En France, des inquiétudes s’expriment depuis la majorité jusqu’à l’opposition. Après la décision de Twitter, les réactions du côté de la majorité de « La République en marche » et de l’opposition avec « La France insoumise » ou du « Rassemblement national » montrent que les responsables politiques souhaitent une régulation des GAFA qui ne dépende pas des GAFA eux-mêmes. Ironiquement ces réactions ont eu lieu sur Twitter.

Aurore Bergé, députée de la LREM pense que l’on peut « refuser de se réjouir de voir les GAFA décider seuls, sans contrôle du juge, sans recours possible, quel président en exercice a le droit d’avoir un compte ou non sur Twitter. Cela n’aide certainement pas la démocratie ».

Pour Cédric O, secrétaire d’Etat au numérique, « la fermeture du compte de Donald Trump n’en pose pas moins des questions fondamentales. La régulation du débat public par les principaux réseaux sociaux au regard de leurs seuls CGU (Conditions générales d’utilisation) ». Il pointe que Twitter agit sans aucune supervision démocratique. « Nous avons besoin d’inventer une nouvelle forme de supervision démocratique » suggère-t-il.

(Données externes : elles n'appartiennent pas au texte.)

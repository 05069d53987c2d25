//! The catalog: registries, record store and composers in one place.

use std::sync::Arc;

use cloudview_common::Pretty;
use cloudview_config::CloudviewConfig;
use cloudview_entity::{CacheInvalidator, NoopInvalidator, Reconciler, Record, RecordStore};
use cloudview_fields::{ResourceSchema, SchemaContext, SchemaRegistry};
use cloudview_views::{
    FilterTable, ListQuery, ListView, RenderCache, RenderContext, RenderTree, ViewComposer,
    ViewsContext,
};
use tracing::debug;

use crate::aws::iam_role::{IamRoleResolver, RoleDirectory};
use crate::aws::security_group::{self, rules_fallback, LinkBuilder};
use crate::aws::instance;
use crate::defaults::{cloud_schema_defaults, cloud_view_defaults};
use crate::error::Result;

/// Every resource schema and view, the record store, and the collaborators
/// used while rendering.
///
/// With `registry_root` set, schemas and views are read from YAML under that
/// directory (seeded from the compiled defaults); otherwise the defaults are
/// used directly. Views are checked against their schemas on open according
/// to the configured validation mode.
pub struct CloudCatalog {
    config: CloudviewConfig,
    schemas: SchemaRegistry,
    views: ViewsContext,
    cache: Arc<RenderCache>,
    store: Arc<RecordStore>,
    roles: Option<Arc<dyn RoleDirectory>>,
    links: Option<Arc<dyn LinkBuilder>>,
}

impl CloudCatalog {
    pub async fn open(config: CloudviewConfig) -> Result<Self> {
        config.validate()?;

        let (schemas, views) = match &config.registry_root {
            Some(root) => {
                let schemas = SchemaContext::open(root)
                    .with_defaults(cloud_schema_defaults())
                    .build()
                    .await?
                    .into_registry();
                let views = ViewsContext::open(root)
                    .with_defaults(cloud_view_defaults())
                    .build()
                    .await?;
                (schemas, views)
            }
            None => (
                cloud_schema_defaults().into_registry()?,
                ViewsContext::in_memory(cloud_view_defaults()),
            ),
        };
        views.check_all(&schemas, config.validation)?;

        let cache = Arc::new(RenderCache::new());
        let invalidator: Arc<dyn CacheInvalidator> = if config.render_cache {
            cache.clone()
        } else {
            Arc::new(NoopInvalidator)
        };
        let store = Arc::new(RecordStore::new(invalidator));

        debug!(
            schemas = schemas.len(),
            views = views.len(),
            "catalog opened with {}",
            Pretty(&config)
        );
        Ok(Self {
            config,
            schemas,
            views,
            cache,
            store,
            roles: None,
            links: None,
        })
    }

    /// Resolve instance IAM roles to names through `roles`.
    ///
    /// Pages cached under the previous directory are dropped.
    pub fn with_role_directory(mut self, roles: Arc<dyn RoleDirectory>) -> Self {
        self.roles = Some(roles);
        self.cache.invalidate_all();
        self
    }

    /// Link the empty security-group rules message to the rule editor.
    pub fn with_link_builder(mut self, links: Arc<dyn LinkBuilder>) -> Self {
        self.links = Some(links);
        self.cache.invalidate_all();
        self
    }

    pub fn config(&self) -> &CloudviewConfig {
        &self.config
    }

    pub fn schemas(&self) -> &SchemaRegistry {
        &self.schemas
    }

    pub fn views(&self) -> &ViewsContext {
        &self.views
    }

    pub fn store(&self) -> &Arc<RecordStore> {
        &self.store
    }

    pub fn cache(&self) -> &Arc<RenderCache> {
        &self.cache
    }

    pub fn reconciler(&self) -> Reconciler {
        Reconciler::new(self.store.clone())
    }

    pub fn schema(&self, entity_type: &str) -> Result<Arc<ResourceSchema>> {
        Ok(self.schemas.require(entity_type)?)
    }

    /// An empty record of `entity_type`.
    pub fn new_record(&self, entity_type: &str) -> Result<Record> {
        Ok(Record::new(self.schema(entity_type)?))
    }

    pub fn render_context(&self) -> RenderContext {
        RenderContext {
            view_mode: self.config.view_mode.clone(),
            langcode: self.config.langcode.clone(),
        }
    }

    /// A composer with the resolvers and transforms `entity_type` uses.
    pub fn composer(&self, entity_type: &str) -> ViewComposer {
        let mut composer =
            ViewComposer::default().with_weight_start(self.config.fieldset_weight_start);
        if self.config.render_cache {
            composer = composer.with_cache(self.cache.clone());
        }
        match entity_type {
            instance::ENTITY_TYPE => {
                if let Some(roles) = &self.roles {
                    composer = composer.with_resolver(Arc::new(IamRoleResolver::new(roles.clone())));
                }
            }
            security_group::ENTITY_TYPE => {
                composer = composer.with_transform(rules_fallback(self.links.clone()));
            }
            _ => {}
        }
        composer
    }

    /// The detail page of `record`.
    pub fn render_detail(&self, record: &Record) -> Result<RenderTree> {
        let view = self.views.require_view(record.entity_type())?;
        let tree = self
            .composer(record.entity_type())
            .render_detail(record, &view, &self.render_context())?;
        Ok(tree)
    }

    pub fn list_view(&self, entity_type: &str) -> Result<ListView> {
        let schema = self.schema(entity_type)?;
        let view = self.views.require_view(entity_type)?;
        Ok(ListView::new(schema, view.selectable.clone()))
    }

    /// The list page of `entity_type`: its filter row and the matching
    /// stored records.
    pub async fn list(
        &self,
        entity_type: &str,
        query: &ListQuery,
    ) -> Result<(FilterTable, Vec<Record>)> {
        let list_view = self.list_view(entity_type)?;
        let records = self.store.list(entity_type).await;
        Ok(list_view.query(records, query))
    }
}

Quant à Jean-Luc Mélenchon de LFI, il estime que « Le comportement de #Trump ne peut servir de prétexte pour que les #GAFA s’arrogent le pouvoir de contrôler le débat public. Les lois Macron ont pourtant légalisé cette censure privée. »

Effacé numériquement sans recours

Marine Le Pen, leader du rassemblement national, quant à elle considère que « la suspension du compte de Trump, la purge des géants du numérique contre ses partisans, devraient indigner tout citoyen attaché à la démocratie. Où s’arrêtera ce contrôle de toute opinion dissidente ? Qui, demain, sera effacé numériquement sans possibilité de se défendre ? » interroge-t-elle.

Enfin, on peut noter que Shopify, une société canadienne de technologie qui fabrique des outils logiciels pour que les commerçants gèrent des magasins en ligne, a fermé jeudi 7 janvier le site TrumpStore.com de l’organisation Trump , ainsi que la partie commerce électronique du site Web des élections présidentielles. Shopify considère que Donald Trump a enfreint sa politique d’utilisation qui interdit la promotion ou le soutien d’organisations, de plateformes ou de personnes qui menacent ou tolèrent la violence pour faire avancer une cause. Donalt Trump a également été bloqué sur Snapchat.